More farmers are going digital to cash in their harvest, thanks to new credit plans being rolled out in several countries in Africa to streamline financing for agricultural production.
Bonface Orucho, bird story agency
Farmers in Africa are building digital credit profiles from their seeds, soils, and harvests. Beyond boosting yields, this is transforming agricultural activity into financial visibility.
Seeds as collateral
A Ghanaian agronomist, Alma Nwosu, still remembers her first phone call with a farmer named Kofi Mensah in the eastern region of Ghana. Mr Mensah had just harvested maize grown from seeds supplied on credit by Degas, an Accra-based agri-fintech. Each bag of seed carried a QR code, and every repayment was logged into a digital file.
“When he told me he had a credit history now, not with a bank but with his seeds, it was interesting, at first,” Ms Nwosu explained in a telephone call. “We are seeing more farmers becoming visible to the financial system through the crops they grow.”
That shift is at the heart of a US$100 million investment Degas secured to expand this model across Ghana.
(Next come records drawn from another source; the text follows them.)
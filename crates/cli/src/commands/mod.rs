//! CLI commands for the sentiment analytics pipeline.

pub mod export;
pub mod input;
pub mod report;
pub mod train;
pub mod watch;

pub use export::{run_export, ExportArgs};
pub use report::{run_report, ReportArgs};
pub use train::{run_train, TrainArgs};
pub use watch::{run_watch, WatchArgs};
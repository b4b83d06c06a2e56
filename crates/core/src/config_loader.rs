use crate::config::AppConfig;
use anyhow::{Context, Result};
use figment::{
    providers::{Env, Format, Json, Serialized, Toml},
    Figment,
};
use std::path::Path;

pub const DEFAULT_CONFIG_PATH: &str = "config/Config.toml";

pub struct ConfigLoader;

impl ConfigLoader {
    /// Loads application configuration by merging defaults, TOML, environment variables, and JSON.
    ///
    /// # Errors
    ///
    /// Returns an error if configuration files cannot be parsed.
    pub fn load() -> Result<AppConfig> {
        Self::load_from(DEFAULT_CONFIG_PATH)
    }

    /// Loads application configuration from a specific TOML file.
    ///
    /// A missing file is not an error; defaults and environment still apply.
    ///
    /// # Errors
    ///
    /// Returns an error if the file or environment values cannot be parsed.
    pub fn load_from(path: impl AsRef<Path>) -> Result<AppConfig> {
        let path = path.as_ref();
        let config: AppConfig = Self::figment(path)
            .extract()
            .with_context(|| format!("Invalid configuration in {}", path.display()))?;

        tracing::debug!(config = %path.display(), "configuration loaded");
        Ok(config)
    }

    fn figment(path: &Path) -> Figment {
        Figment::from(Serialized::defaults(AppConfig::default()))
            .merge(Toml::file(path))
            .merge(Env::prefixed("APP_").split("__"))
            .join(Json::file(path.with_extension("json")))
    }
}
The financing, led by a consortium of Japanese and African investors, will allow the company to scale what is being described as a “credit bureau for seeds,” enabling smallholder farmers to build digital credit profiles through their agricultural production.
The deal marks one of the largest agri-fintech raises in West Africa this year and illustrates how agricultural data is being transformed into a tool for financial access across the continent.
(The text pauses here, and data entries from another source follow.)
use chrono::NaiveDate;
use serde::Serialize;
use sentiment_desk_data::{AnalysisTable, FilterSpec};
use sentiment_desk_model::{ModelError, ModelSummary, TrainingOutcome};

use crate::grouping::{
    daily_pnl, sentiment_performance, side_ratios, trade_frequency, DailyPnl, SentimentPerformance,
    SideRatio, TradeFrequency,
};
use crate::metrics::Kpis;
use crate::recommendations::{self, Recommendations};
use crate::section::Section;

/// Everything the dashboard shows for one filter selection.
#[derive(Debug, Clone, Serialize)]
pub struct DashboardReport {
    pub filter: FilterSpec,
    /// Trade date span of the selected rows.
    pub date_range: Option<(NaiveDate, NaiveDate)>,
    pub kpis: Kpis,
    pub daily_pnl: Section<Vec<DailyPnl>>,
    /// Feeds the mean PnL, win rate and volatility bars.
    pub by_sentiment: Section<Vec<SentimentPerformance>>,
    pub trade_frequency: Section<Vec<TradeFrequency>>,
    pub side_ratios: Section<Vec<SideRatio>>,
    pub classifier: Section<ModelSummary>,
    pub recommendations: Option<&'static Recommendations>,
}

impl DashboardReport {
    /// Aggregates `table`, already filtered by `filter`.
    #[must_use]
    pub fn build(
        table: &AnalysisTable,
        filter: &FilterSpec,
        classifier: Section<ModelSummary>,
    ) -> Self {
        let kpis = Kpis::compute(table);
        Self {
            filter: filter.clone(),
            date_range: table.date_range(),
            daily_pnl: daily_pnl(table),
            by_sentiment: sentiment_performance(table),
            trade_frequency: trade_frequency(table),
            side_ratios: side_ratios(table),
            classifier,
            recommendations: recommendations::for_trade_count(kpis.total_trades),
            kpis,
        }
    }
}

/// Folds a training attempt into a report section.
#[must_use]
pub fn classifier_section(result: Result<TrainingOutcome, ModelError>) -> Section<ModelSummary> {
    match result {
        Ok(TrainingOutcome::Trained(trained)) => Section::Available(trained.summary()),
        Ok(TrainingOutcome::Unavailable { missing }) => {
            let names: Vec<&str> = missing.iter().map(|c| c.name()).collect();
            Section::Unavailable(format!(
                "required features not available: {}",
                names.join(", ")
            ))
        }
        Err(err) => Section::Unavailable(err.to_string()),
    }
}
Digital finance gains ground
Across sub-Saharan Africa, more than 70 per cent of smallholder farmers now have access to mobile money services, enabling digital transactions that can inform financial inclusion and credit assessments, according to the World Bank.
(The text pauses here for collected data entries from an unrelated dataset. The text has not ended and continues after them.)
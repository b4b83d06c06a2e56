pub mod classification;
pub mod config;
pub mod config_loader;
pub mod file_watcher;

pub use classification::{Classification, Side};
pub use config::{AppConfig, ColumnConfig, DataConfig, EncoderScope, ModelConfig};
pub use config_loader::{ConfigLoader, DEFAULT_CONFIG_PATH};
pub use file_watcher::FileWatcher;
Current trends are a clear break from the past decade, when agricultural lending was dominated by informal credit and collateral requirements few smallholders could meet.
In Kenya, the government launched the national rollout of the Electronic Warehouse Receipt System (e-WRS) in February 2025, aiming to digitise the country’s warehouse receipt and commodity trading processes, according to the Ministry of Agriculture and Livestock Development.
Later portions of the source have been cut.